OBJECTIVES: In France, patients can benefit an early access to innovation, ahead of the marketing authorization or final reimbursement since 1992. This early access program (EAP) was reformed on July 1, 2021. As of this date, the eligibility criteria, the agency responsible for EAP granting, the timelines and the process have evolved. Medicines indicated in a severe, rare or disabling disease, are eligible to EAP when there is no suitable treatment available on the market, when efficacy and safety are presumed and when the product is considered presumed innovative. Our study aimed identifying (1) the reasons for not granting EAP and (2) the impact on market access in France.

METHODS: We conducted a retrospective analysis of all HAS decisions published between July 1, 2021 and Avril 21, 2022 that resulted in an early access denial.

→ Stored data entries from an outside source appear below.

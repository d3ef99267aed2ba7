//! Per-subscriber delivery queues.
//!
//! Each subscription owns a bounded queue filled by [`crate::EventBus`]
//! and drained by exactly one consumer (the connection task). Overflow
//! drops the oldest queued event and folds its sequence number into a
//! pending gap marker, delivered ahead of everything newer.

use std::collections::{HashMap, VecDeque};
use std::sync::{Arc, Mutex};

use chrono::Utc;
use tokio::sync::Notify;
use uuid::Uuid;

use dropgate_protocol::events::{Event, EventKind, GapPayload};

/// Effective starting point for one workspace of a subscription.
///
/// Events with sequence numbers greater than `last_sequence` will be
/// delivered. `resumed` is `false` when the requested resume point was no
/// longer retained and delivery starts from "now" instead.
#[derive(Debug, Clone, PartialEq, Eq)]
pub struct StartPoint {
    pub workspace_id: String,
    pub last_sequence: u64,
    pub resumed: bool,
}

pub(crate) struct SubscriptionInner {
    pub(crate) id: Uuid,
    capacity: usize,
    state: Mutex<QueueState>,
    notify: Notify,
}

struct QueueState {
    events: VecDeque<Event>,
    /// Pending dropped range per workspace, emitted before newer events.
    gaps: HashMap<String, GapPayload>,
    closed: bool,
}

impl SubscriptionInner {
    pub(crate) fn new(capacity: usize) -> Self {
        Self {
            id: Uuid::new_v4(),
            capacity,
            state: Mutex::new(QueueState {
                events: VecDeque::new(),
                gaps: HashMap::new(),
                closed: false,
            }),
            notify: Notify::new(),
        }
    }

    /// Enqueues an event, dropping the oldest entry into a gap marker if
    /// the queue is full. Returns `false` once the subscription is closed
    /// so the bus can prune it.
    pub(crate) fn offer(&self, event: Event) -> bool {
        {
            let mut state = self.state.lock().unwrap();
            if state.closed {
                return false;
            }
            if state.events.len() >= self.capacity
                && let Some(dropped) = state.events.pop_front()
            {
                fold_into_gap(&mut state.gaps, &dropped);
            }
            state.events.push_back(event);
        }
        self.notify.notify_one();
        true
    }

    pub(crate) fn close(&self) {
        {
            let mut state = self.state.lock().unwrap();
            state.closed = true;
        }
        self.notify.notify_waiters();
    }

    fn pop(&self) -> Pop {
        let mut state = self.state.lock().unwrap();
        // A pending gap always predates everything still queued.
        let pending = state.gaps.keys().next().cloned();
        if let Some(workspace_id) = pending
            && let Some(gap) = state.gaps.remove(&workspace_id)
        {
            return Pop::Event(gap_event(workspace_id, gap));
        }
        if let Some(event) = state.events.pop_front() {
            return Pop::Event(event);
        }
        if state.closed { Pop::Closed } else { Pop::Empty }
    }
}

enum Pop {
    Event(Event),
    Empty,
    Closed,
}

/// Folds a dropped event into the pending gap for its workspace.
fn fold_into_gap(gaps: &mut HashMap<String, GapPayload>, dropped: &Event) {
    // A dropped gap marker re-contributes its original range.
    let (from, to) = if dropped.kind == EventKind::Gap {
        match dropped.parse_payload::<GapPayload>() {
            Ok(gap) => (gap.from, gap.to),
            Err(_) => (dropped.sequence_number, dropped.sequence_number),
        }
    } else {
        (dropped.sequence_number, dropped.sequence_number)
    };

    gaps.entry(dropped.workspace_id.clone())
        .and_modify(|gap| {
            gap.from = gap.from.min(from);
            gap.to = gap.to.max(to);
        })
        .or_insert(GapPayload { from, to });
}

fn gap_event(workspace_id: String, gap: GapPayload) -> Event {
    Event {
        kind: EventKind::Gap,
        workspace_id,
        sequence_number: gap.to,
        payload: serde_json::json!({ "from": gap.from, "to": gap.to }),
        emitted_at: Utc::now(),
    }
}

/// A live registration on the event bus.
///
/// Single-consumer: one connection task drains it via [`recv`](Self::recv).
/// Dropping the subscription closes it; the bus prunes closed entries on
/// the next publish.
pub struct Subscription {
    pub(crate) inner: Arc<SubscriptionInner>,
    actor_id: String,
    workspace_ids: Vec<String>,
    start_points: Vec<StartPoint>,
    last_delivered: Mutex<HashMap<String, u64>>,
}

impl Subscription {
    pub(crate) fn new(
        inner: Arc<SubscriptionInner>,
        actor_id: String,
        workspace_ids: Vec<String>,
        start_points: Vec<StartPoint>,
    ) -> Self {
        let last_delivered = start_points
            .iter()
            .map(|p| (p.workspace_id.clone(), p.last_sequence))
            .collect();
        Self {
            inner,
            actor_id,
            workspace_ids,
            start_points,
            last_delivered: Mutex::new(last_delivered),
        }
    }

    pub fn actor_id(&self) -> &str {
        &self.actor_id
    }

    pub fn workspace_ids(&self) -> &[String] {
        &self.workspace_ids
    }

    /// Where delivery effectively starts, per workspace.
    pub fn start_points(&self) -> &[StartPoint] {
        &self.start_points
    }

    /// Last sequence number delivered for `workspace_id`.
    pub fn last_delivered(&self, workspace_id: &str) -> Option<u64> {
        self.last_delivered
            .lock()
            .unwrap()
            .get(workspace_id)
            .copied()
    }

    /// Waits for the next event. Returns `None` once the subscription is
    /// closed and its queue fully drained.
    pub async fn recv(&self) -> Option<Event> {
        loop {
            match self.inner.pop() {
                Pop::Event(event) => {
                    self.record_delivery(&event);
                    return Some(event);
                }
                Pop::Closed => return None,
                Pop::Empty => self.inner.notify.notified().await,
            }
        }
    }

    /// Non-blocking variant of [`recv`](Self::recv).
    pub fn try_recv(&self) -> Option<Event> {
        match self.inner.pop() {
            Pop::Event(event) => {
                self.record_delivery(&event);
                Some(event)
            }
            _ => None,
        }
    }

    /// Closes the subscription; queued events already delivered stay
    /// delivered, the rest are discarded by the bus.
    pub fn close(&self) {
        self.inner.close();
    }

    fn record_delivery(&self, event: &Event) {
        let mut last = self.last_delivered.lock().unwrap();
        let entry = last.entry(event.workspace_id.clone()).or_insert(0);
        *entry = (*entry).max(event.sequence_number);
    }
}

impl Drop for Subscription {
    fn drop(&mut self) {
        self.inner.close();
    }
}

#[cfg(test)]
mod tests {
    use super::*;

    fn event(workspace: &str, seq: u64) -> Event {
        Event {
            kind: EventKind::WorkspaceActivity,
            workspace_id: workspace.into(),
            sequence_number: seq,
            payload: serde_json::json!({}),
            emitted_at: Utc::now(),
        }
    }

    fn subscription(capacity: usize) -> Subscription {
        Subscription::new(
            Arc::new(SubscriptionInner::new(capacity)),
            "actor".into(),
            vec!["ws".into()],
            vec![StartPoint {
                workspace_id: "ws".into(),
                last_sequence: 0,
                resumed: false,
            }],
        )
    }

    #[tokio::test]
    async fn delivers_in_order() {
        let sub = subscription(8);
        for seq in 1..=3 {
            assert!(sub.inner.offer(event("ws", seq)));
        }
        for seq in 1..=3 {
            assert_eq!(sub.recv().await.unwrap().sequence_number, seq);
        }
        assert_eq!(sub.last_delivered("ws"), Some(3));
    }

    #[tokio::test]
    async fn overflow_emits_exact_gap_range() {
        let sub = subscription(2);
        for seq in 1..=5 {
            sub.inner.offer(event("ws", seq));
        }

        // Events 1..=3 were dropped; the gap arrives first.
        let first = sub.recv().await.unwrap();
        assert_eq!(first.kind, EventKind::Gap);
        let gap: GapPayload = first.parse_payload().unwrap();
        assert_eq!(gap, GapPayload { from: 1, to: 3 });

        assert_eq!(sub.recv().await.unwrap().sequence_number, 4);
        assert_eq!(sub.recv().await.unwrap().sequence_number, 5);
        assert!(sub.try_recv().is_none());
    }

    #[tokio::test]
    async fn consecutive_drops_merge_into_one_gap() {
        let sub = subscription(1);
        sub.inner.offer(event("ws", 1));
        sub.inner.offer(event("ws", 2)); // drops 1 -> gap 1..=1
        sub.inner.offer(event("ws", 3)); // drops 2 -> gap 1..=2

        let first = sub.recv().await.unwrap();
        let gap: GapPayload = first.parse_payload().unwrap();
        assert_eq!(gap, GapPayload { from: 1, to: 2 });
        assert_eq!(sub.recv().await.unwrap().sequence_number, 3);
    }

    #[tokio::test]
    async fn gaps_tracked_per_workspace() {
        let sub = Subscription::new(
            Arc::new(SubscriptionInner::new(1)),
            "actor".into(),
            vec!["a".into(), "b".into()],
            vec![],
        );
        sub.inner.offer(event("a", 1));
        sub.inner.offer(event("b", 1)); // drops a:1
        sub.inner.offer(event("b", 2)); // drops b:1

        let mut gaps = Vec::new();
        let mut events = Vec::new();
        while let Some(ev) = sub.try_recv() {
            if ev.kind == EventKind::Gap {
                gaps.push((ev.workspace_id.clone(), ev.parse_payload::<GapPayload>().unwrap()));
            } else {
                events.push((ev.workspace_id.clone(), ev.sequence_number));
            }
        }
        gaps.sort_by(|x, y| x.0.cmp(&y.0));
        assert_eq!(
            gaps,
            vec![
                ("a".to_string(), GapPayload { from: 1, to: 1 }),
                ("b".to_string(), GapPayload { from: 1, to: 1 }),
            ]
        );
        assert_eq!(events, vec![("b".to_string(), 2)]);
    }

    #[tokio::test]
    async fn recv_returns_none_after_close_and_drain() {
        let sub = subscription(4);
        sub.inner.offer(event("ws", 1));
        sub.close();
        assert!(!sub.inner.offer(event("ws", 2)));

        assert_eq!(sub.recv().await.unwrap().sequence_number, 1);
        assert!(sub.recv().await.is_none());
    }

    #[tokio::test]
    async fn recv_wakes_on_offer() {
        let sub = Arc::new(subscription(4));
        let waiter = Arc::clone(&sub);
        let handle = tokio::spawn(async move { waiter.recv().await });

        tokio::time::sleep(std::time::Duration::from_millis(20)).await;
        sub.inner.offer(event("ws", 1));

        let received = handle.await.unwrap().unwrap();
        assert_eq!(received.sequence_number, 1);
    }
}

RESULTS: Among 47 EAP evaluations, 10 refusals (21%) were identified. In total, the most represented therapeutic areas were oncology (40%) and infectiology (30%). It was a initial assessment by the HAS for 70% of refused treatments. 10% were medicines not indicated in severe, rare or disabling disorders. Appropriate comparators were identified for 70%, highlighting a partially met medical need. Efficacy and safety were not presumed for 10% and 60% were not presumed innovative by the HAS. Finally, 5/10 medecines where evaluated for reimbursement in France. Of these, 4 were reimbursed, all in a restricted indication compared to the requested EAP indication. The TC granted an important (1/4), moderate (1/4) or low (2/4) SMR, all associated with an ASMR V.

CONCLUSIONS: The most common criteria leading to early access refusal was the absence of appropriate comparators, not reached in 70% of refused medicines. Denial of EAP appears to be predictive of achieving ASMR V and not significant or even insufficient SMR (no reimbursement).